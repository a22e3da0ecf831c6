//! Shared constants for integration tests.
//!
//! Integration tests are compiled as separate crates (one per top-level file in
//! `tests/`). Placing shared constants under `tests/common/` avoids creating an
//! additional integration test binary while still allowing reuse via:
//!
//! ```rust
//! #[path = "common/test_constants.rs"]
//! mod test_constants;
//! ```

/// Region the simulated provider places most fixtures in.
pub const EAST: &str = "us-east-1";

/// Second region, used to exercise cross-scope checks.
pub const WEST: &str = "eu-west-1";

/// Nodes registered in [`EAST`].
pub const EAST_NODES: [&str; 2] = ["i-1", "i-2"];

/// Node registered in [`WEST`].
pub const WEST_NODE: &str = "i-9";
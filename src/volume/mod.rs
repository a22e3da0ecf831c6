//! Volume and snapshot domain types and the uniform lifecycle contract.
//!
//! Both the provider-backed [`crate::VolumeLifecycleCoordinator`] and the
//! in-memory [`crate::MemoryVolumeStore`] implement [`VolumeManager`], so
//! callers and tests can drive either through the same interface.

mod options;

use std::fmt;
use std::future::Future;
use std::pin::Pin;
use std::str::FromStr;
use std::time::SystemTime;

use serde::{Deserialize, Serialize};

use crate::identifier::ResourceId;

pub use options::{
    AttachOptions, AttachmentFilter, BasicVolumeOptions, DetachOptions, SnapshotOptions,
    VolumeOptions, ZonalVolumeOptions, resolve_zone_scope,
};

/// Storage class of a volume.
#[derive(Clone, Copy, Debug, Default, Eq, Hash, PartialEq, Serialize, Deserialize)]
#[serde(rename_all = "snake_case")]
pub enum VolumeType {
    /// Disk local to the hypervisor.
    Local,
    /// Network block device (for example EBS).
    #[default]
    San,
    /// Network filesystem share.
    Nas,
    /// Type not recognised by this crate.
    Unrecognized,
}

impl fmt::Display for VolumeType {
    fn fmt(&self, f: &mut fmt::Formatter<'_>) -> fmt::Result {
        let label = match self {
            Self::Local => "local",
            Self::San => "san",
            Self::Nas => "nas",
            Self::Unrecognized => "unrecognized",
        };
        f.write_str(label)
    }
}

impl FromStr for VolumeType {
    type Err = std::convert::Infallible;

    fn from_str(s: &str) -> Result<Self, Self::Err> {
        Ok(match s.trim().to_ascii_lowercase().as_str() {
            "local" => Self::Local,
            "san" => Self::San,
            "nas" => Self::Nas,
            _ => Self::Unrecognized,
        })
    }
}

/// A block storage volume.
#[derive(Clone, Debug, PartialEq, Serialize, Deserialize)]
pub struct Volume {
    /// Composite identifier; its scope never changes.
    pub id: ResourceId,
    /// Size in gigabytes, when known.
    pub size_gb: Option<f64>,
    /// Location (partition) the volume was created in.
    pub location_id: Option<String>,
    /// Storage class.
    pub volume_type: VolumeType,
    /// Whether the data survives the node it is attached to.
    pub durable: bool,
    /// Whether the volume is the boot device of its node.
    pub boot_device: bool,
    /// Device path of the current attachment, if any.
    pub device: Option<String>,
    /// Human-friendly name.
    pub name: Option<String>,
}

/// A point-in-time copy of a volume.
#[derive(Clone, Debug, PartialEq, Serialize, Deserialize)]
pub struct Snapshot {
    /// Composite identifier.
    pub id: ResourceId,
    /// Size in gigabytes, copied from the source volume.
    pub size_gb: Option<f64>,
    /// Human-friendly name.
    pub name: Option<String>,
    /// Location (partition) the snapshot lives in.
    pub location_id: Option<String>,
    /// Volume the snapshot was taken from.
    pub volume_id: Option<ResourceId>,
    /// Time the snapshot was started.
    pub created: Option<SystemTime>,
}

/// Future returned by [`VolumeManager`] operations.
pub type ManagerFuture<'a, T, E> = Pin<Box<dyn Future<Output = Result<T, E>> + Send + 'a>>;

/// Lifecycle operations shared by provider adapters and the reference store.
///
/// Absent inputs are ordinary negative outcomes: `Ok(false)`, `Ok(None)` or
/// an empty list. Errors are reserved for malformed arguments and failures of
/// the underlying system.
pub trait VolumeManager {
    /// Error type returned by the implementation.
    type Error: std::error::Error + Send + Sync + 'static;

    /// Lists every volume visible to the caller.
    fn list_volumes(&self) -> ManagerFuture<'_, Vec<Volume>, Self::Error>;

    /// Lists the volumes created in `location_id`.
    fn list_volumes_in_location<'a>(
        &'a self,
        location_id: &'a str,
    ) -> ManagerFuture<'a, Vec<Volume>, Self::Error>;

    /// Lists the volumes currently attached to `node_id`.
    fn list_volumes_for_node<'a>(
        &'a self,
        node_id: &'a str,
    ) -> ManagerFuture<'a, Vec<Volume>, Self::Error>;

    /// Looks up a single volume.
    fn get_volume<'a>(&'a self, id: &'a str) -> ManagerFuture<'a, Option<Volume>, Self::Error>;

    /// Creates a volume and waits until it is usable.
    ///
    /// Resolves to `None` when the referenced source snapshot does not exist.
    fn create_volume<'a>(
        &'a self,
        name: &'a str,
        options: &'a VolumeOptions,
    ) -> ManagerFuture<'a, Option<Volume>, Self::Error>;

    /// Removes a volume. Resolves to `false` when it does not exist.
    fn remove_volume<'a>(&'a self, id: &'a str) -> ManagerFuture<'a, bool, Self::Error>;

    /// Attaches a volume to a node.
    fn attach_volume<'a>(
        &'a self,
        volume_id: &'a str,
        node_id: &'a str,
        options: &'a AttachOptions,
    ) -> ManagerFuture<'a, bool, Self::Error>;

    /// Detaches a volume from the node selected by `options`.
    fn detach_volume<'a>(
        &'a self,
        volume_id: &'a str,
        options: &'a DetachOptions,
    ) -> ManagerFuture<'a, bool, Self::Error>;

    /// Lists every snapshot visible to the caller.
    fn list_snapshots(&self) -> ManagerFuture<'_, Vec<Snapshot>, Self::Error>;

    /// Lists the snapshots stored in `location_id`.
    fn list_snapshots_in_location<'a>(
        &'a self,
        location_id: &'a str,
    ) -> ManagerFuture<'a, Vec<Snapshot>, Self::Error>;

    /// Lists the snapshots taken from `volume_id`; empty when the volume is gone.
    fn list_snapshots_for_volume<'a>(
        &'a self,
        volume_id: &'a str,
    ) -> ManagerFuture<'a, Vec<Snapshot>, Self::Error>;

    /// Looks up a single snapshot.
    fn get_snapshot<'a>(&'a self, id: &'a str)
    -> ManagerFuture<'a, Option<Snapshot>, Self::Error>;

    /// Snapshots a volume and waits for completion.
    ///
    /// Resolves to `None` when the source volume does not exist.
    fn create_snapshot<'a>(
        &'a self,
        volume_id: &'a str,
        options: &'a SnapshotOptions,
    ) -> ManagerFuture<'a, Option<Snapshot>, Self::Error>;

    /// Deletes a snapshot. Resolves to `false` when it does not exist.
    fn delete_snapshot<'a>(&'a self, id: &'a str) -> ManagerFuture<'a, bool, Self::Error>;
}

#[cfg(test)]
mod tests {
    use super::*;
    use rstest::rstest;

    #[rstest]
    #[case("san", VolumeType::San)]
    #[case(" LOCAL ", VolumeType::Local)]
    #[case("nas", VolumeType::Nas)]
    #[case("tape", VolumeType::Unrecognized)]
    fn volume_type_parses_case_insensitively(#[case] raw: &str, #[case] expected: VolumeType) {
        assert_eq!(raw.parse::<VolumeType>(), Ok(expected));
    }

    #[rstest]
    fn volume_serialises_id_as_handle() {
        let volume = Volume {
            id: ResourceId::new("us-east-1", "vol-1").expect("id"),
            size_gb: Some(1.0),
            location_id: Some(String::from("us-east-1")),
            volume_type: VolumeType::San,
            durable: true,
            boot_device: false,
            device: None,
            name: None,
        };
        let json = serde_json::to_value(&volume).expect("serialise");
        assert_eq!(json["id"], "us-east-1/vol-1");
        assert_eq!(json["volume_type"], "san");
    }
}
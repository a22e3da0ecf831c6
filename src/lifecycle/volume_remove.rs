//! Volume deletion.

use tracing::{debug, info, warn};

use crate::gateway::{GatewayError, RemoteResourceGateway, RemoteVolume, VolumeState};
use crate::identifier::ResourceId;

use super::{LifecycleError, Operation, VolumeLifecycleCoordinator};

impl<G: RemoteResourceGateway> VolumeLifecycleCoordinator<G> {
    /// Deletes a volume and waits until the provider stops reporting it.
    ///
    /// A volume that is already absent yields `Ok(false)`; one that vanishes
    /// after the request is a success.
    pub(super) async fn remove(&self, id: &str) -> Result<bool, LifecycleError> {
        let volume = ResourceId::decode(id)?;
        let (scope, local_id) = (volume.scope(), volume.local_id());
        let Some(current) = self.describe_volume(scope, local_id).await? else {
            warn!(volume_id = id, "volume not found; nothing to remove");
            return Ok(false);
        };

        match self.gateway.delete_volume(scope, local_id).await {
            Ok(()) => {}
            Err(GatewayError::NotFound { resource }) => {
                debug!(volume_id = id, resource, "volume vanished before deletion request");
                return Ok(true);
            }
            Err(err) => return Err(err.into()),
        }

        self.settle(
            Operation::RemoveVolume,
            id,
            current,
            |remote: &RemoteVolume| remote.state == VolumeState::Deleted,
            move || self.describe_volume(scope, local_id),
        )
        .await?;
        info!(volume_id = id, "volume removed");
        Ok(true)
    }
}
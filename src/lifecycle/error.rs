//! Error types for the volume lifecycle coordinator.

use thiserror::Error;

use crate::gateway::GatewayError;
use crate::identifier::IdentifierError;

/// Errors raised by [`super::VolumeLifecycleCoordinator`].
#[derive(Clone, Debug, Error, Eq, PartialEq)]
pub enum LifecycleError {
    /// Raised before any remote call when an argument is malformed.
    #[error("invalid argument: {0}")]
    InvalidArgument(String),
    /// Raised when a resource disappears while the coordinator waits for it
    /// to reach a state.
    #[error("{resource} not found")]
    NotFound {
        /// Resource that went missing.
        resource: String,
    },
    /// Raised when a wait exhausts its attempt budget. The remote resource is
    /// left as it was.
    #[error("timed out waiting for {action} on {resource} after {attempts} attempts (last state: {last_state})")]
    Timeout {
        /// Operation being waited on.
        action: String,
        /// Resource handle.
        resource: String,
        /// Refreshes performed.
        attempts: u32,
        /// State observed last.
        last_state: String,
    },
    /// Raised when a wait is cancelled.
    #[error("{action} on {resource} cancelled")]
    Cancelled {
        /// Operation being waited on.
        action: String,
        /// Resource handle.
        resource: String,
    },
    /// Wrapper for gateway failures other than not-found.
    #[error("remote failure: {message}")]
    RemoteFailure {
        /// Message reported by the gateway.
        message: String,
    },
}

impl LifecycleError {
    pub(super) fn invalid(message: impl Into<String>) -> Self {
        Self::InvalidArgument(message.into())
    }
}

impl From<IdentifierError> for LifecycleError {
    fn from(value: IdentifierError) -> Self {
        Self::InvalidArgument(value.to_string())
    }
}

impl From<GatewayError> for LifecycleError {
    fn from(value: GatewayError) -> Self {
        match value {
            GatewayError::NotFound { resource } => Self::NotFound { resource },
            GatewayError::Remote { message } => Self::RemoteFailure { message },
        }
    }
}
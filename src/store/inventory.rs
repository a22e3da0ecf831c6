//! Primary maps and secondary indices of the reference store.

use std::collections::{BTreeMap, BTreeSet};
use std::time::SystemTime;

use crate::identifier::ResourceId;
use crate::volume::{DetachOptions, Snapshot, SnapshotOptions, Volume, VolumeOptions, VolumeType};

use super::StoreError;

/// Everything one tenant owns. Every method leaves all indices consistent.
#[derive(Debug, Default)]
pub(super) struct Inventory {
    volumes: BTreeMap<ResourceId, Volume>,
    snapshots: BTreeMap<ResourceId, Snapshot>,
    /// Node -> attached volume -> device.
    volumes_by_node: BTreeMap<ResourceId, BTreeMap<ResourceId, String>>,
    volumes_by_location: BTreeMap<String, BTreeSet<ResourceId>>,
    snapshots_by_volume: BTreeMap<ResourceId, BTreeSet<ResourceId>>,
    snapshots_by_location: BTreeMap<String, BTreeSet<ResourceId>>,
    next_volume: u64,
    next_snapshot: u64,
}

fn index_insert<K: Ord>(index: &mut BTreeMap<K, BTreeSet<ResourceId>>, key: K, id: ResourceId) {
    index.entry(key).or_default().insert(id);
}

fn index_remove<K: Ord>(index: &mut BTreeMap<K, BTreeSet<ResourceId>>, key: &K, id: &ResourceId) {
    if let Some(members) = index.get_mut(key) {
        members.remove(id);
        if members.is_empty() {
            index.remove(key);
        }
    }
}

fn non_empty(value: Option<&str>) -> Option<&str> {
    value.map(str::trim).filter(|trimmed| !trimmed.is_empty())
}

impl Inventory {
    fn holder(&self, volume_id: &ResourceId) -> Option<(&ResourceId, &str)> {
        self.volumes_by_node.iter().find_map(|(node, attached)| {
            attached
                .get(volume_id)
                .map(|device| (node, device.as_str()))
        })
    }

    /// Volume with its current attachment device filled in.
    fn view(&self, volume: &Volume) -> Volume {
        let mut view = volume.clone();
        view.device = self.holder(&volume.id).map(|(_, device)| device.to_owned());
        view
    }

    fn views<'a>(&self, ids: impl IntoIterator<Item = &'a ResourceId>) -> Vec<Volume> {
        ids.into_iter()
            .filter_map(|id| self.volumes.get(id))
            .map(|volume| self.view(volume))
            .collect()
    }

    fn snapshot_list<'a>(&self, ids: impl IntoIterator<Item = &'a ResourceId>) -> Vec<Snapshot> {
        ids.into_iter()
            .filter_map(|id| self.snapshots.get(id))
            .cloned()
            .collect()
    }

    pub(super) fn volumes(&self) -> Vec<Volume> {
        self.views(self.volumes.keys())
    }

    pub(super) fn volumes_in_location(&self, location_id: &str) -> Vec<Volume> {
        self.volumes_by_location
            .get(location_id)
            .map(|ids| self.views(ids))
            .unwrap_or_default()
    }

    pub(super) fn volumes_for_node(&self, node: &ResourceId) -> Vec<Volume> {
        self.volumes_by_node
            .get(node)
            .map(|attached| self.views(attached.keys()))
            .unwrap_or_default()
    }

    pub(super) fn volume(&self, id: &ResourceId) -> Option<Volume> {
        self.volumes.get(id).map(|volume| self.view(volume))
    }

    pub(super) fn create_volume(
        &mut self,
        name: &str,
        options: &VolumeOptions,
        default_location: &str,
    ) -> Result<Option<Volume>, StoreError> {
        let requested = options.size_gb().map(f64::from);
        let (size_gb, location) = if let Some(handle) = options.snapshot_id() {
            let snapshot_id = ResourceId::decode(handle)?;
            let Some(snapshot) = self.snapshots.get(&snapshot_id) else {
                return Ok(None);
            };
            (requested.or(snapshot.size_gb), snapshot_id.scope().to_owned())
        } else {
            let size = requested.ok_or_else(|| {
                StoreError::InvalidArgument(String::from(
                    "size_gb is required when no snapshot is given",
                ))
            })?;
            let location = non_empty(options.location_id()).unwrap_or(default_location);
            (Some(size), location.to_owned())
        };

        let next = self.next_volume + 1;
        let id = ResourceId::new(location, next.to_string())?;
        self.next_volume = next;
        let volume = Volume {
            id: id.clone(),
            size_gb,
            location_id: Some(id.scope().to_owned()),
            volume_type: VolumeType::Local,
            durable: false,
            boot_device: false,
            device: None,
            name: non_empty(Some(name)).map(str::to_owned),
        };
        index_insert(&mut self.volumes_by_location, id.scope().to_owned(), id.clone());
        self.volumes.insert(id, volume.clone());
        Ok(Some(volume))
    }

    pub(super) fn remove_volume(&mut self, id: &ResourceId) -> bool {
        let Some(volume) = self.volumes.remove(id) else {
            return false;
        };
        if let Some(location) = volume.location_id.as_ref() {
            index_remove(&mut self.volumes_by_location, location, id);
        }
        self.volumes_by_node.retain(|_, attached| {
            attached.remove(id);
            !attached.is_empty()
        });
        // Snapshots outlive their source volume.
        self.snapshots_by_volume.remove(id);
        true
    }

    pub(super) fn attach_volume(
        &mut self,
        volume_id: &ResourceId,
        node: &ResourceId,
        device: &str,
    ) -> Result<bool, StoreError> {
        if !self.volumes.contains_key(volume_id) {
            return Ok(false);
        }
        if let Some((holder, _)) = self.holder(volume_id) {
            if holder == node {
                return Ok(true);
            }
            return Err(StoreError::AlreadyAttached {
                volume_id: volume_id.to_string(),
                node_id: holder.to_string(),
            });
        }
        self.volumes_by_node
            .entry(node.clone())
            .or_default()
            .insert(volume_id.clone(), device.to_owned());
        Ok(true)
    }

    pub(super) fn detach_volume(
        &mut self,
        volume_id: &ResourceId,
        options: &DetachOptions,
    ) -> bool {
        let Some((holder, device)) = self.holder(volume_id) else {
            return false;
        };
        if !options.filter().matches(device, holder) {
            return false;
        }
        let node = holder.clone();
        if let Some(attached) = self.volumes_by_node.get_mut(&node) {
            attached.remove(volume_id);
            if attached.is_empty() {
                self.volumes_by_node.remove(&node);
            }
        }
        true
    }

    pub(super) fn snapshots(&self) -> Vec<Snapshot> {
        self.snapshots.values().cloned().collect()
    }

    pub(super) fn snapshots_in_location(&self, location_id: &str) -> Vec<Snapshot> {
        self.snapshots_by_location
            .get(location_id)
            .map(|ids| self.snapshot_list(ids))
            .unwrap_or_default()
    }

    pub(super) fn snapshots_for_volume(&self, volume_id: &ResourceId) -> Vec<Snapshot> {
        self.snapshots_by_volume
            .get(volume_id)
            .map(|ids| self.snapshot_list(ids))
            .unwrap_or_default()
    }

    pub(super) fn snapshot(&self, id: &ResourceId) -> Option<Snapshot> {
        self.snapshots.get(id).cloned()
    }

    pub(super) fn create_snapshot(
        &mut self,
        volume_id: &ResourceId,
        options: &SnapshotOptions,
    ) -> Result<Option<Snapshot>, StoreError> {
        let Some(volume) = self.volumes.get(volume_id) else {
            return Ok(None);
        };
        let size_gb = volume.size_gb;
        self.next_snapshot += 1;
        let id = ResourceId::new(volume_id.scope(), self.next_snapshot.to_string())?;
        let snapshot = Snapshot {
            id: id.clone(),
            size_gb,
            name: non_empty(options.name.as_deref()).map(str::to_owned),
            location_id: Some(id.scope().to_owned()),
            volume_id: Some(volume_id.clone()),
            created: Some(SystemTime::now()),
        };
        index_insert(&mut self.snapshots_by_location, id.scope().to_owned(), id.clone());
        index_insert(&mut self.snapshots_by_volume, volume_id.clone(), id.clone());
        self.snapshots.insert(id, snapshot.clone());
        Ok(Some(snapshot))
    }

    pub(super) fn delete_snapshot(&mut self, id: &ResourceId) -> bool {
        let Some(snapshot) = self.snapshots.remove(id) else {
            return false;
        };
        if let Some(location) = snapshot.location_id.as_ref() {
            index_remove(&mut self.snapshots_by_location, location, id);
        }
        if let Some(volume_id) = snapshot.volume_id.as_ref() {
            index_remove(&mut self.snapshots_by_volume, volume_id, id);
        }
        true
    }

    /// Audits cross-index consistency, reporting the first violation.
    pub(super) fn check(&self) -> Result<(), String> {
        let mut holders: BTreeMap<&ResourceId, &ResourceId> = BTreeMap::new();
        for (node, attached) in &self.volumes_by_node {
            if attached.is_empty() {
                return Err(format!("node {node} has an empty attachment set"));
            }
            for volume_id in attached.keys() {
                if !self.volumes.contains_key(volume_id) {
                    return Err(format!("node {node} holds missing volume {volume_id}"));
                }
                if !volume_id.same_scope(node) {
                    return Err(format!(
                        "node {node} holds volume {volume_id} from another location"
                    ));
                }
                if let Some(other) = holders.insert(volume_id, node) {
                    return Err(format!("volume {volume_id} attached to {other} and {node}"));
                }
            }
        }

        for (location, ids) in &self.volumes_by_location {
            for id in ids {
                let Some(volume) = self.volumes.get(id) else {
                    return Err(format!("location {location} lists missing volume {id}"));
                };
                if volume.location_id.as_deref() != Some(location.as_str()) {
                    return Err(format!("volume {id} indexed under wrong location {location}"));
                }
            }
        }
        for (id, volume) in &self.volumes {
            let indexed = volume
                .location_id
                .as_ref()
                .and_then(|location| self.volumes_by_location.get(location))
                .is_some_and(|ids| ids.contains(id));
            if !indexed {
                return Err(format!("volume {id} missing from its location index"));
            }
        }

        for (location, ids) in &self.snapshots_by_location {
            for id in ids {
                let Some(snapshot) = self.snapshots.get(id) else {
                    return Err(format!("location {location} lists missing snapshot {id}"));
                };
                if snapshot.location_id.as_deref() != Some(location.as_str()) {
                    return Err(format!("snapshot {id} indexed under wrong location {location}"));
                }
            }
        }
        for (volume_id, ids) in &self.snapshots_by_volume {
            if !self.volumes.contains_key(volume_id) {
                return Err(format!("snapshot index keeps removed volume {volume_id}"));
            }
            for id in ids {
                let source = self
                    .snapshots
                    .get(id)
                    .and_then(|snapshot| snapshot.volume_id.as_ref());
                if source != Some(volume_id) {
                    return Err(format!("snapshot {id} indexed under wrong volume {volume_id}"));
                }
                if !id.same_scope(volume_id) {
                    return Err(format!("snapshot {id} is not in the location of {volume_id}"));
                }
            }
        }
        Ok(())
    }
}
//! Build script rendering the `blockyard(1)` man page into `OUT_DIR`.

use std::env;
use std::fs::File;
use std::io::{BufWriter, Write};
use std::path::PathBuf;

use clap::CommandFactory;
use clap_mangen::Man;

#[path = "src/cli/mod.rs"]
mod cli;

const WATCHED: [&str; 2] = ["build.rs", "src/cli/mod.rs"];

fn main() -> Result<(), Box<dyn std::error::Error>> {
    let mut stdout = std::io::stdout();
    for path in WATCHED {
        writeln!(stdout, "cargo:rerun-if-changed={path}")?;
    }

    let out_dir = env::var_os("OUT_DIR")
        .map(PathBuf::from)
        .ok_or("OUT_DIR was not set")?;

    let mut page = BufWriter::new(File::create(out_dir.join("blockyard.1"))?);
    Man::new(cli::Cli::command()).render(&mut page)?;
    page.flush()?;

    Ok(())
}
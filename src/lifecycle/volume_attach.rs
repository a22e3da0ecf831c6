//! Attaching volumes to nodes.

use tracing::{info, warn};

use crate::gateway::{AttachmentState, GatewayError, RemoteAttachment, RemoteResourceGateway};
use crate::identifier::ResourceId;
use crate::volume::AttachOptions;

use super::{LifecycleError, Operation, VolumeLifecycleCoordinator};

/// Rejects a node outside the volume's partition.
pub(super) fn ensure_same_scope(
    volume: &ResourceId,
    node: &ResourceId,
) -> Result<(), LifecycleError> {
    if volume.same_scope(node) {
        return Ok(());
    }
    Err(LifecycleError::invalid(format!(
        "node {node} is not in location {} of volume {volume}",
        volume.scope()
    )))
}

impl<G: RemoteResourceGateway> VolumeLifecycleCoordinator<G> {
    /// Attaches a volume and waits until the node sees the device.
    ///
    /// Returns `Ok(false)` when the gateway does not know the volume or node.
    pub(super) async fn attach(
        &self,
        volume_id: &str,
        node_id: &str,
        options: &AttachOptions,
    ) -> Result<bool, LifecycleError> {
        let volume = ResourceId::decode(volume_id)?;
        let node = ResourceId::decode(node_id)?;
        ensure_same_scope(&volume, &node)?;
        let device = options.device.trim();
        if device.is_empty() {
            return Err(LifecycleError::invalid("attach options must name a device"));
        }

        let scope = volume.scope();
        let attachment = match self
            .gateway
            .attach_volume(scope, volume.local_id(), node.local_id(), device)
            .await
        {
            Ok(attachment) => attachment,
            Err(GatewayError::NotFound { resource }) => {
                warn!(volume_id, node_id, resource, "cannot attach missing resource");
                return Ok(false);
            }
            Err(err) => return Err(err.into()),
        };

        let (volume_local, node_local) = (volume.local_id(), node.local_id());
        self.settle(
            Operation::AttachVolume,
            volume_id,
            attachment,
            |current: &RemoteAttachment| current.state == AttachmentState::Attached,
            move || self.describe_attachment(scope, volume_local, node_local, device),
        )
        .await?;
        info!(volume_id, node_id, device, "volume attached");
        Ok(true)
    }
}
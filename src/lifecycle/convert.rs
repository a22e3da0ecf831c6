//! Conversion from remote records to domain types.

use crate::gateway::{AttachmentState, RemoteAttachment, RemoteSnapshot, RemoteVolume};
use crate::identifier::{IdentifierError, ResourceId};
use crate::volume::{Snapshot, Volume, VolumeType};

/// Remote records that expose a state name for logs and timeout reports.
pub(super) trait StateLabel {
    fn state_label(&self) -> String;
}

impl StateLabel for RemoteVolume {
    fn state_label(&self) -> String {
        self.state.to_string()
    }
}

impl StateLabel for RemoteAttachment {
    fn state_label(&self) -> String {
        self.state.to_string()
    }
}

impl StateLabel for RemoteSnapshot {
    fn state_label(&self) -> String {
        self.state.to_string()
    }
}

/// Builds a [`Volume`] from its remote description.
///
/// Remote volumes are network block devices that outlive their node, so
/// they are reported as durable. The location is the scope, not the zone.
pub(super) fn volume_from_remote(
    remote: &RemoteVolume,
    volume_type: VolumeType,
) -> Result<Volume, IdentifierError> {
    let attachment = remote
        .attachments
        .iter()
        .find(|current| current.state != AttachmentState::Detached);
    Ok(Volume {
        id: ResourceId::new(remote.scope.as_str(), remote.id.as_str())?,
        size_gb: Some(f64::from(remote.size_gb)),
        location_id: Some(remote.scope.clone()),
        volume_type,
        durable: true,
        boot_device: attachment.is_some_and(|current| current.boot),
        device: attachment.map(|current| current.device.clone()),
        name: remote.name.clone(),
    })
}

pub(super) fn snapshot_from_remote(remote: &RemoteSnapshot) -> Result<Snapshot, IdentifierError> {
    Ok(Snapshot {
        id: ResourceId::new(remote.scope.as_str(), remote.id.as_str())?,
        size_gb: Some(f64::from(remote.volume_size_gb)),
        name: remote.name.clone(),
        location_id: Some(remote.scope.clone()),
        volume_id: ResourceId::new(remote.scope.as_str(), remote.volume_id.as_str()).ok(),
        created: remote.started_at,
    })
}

◆ What you have to do
Go through the data above line by line, count those that contain the string "RemoteVolume", and reply with the count only.

◆ Solved exercise
5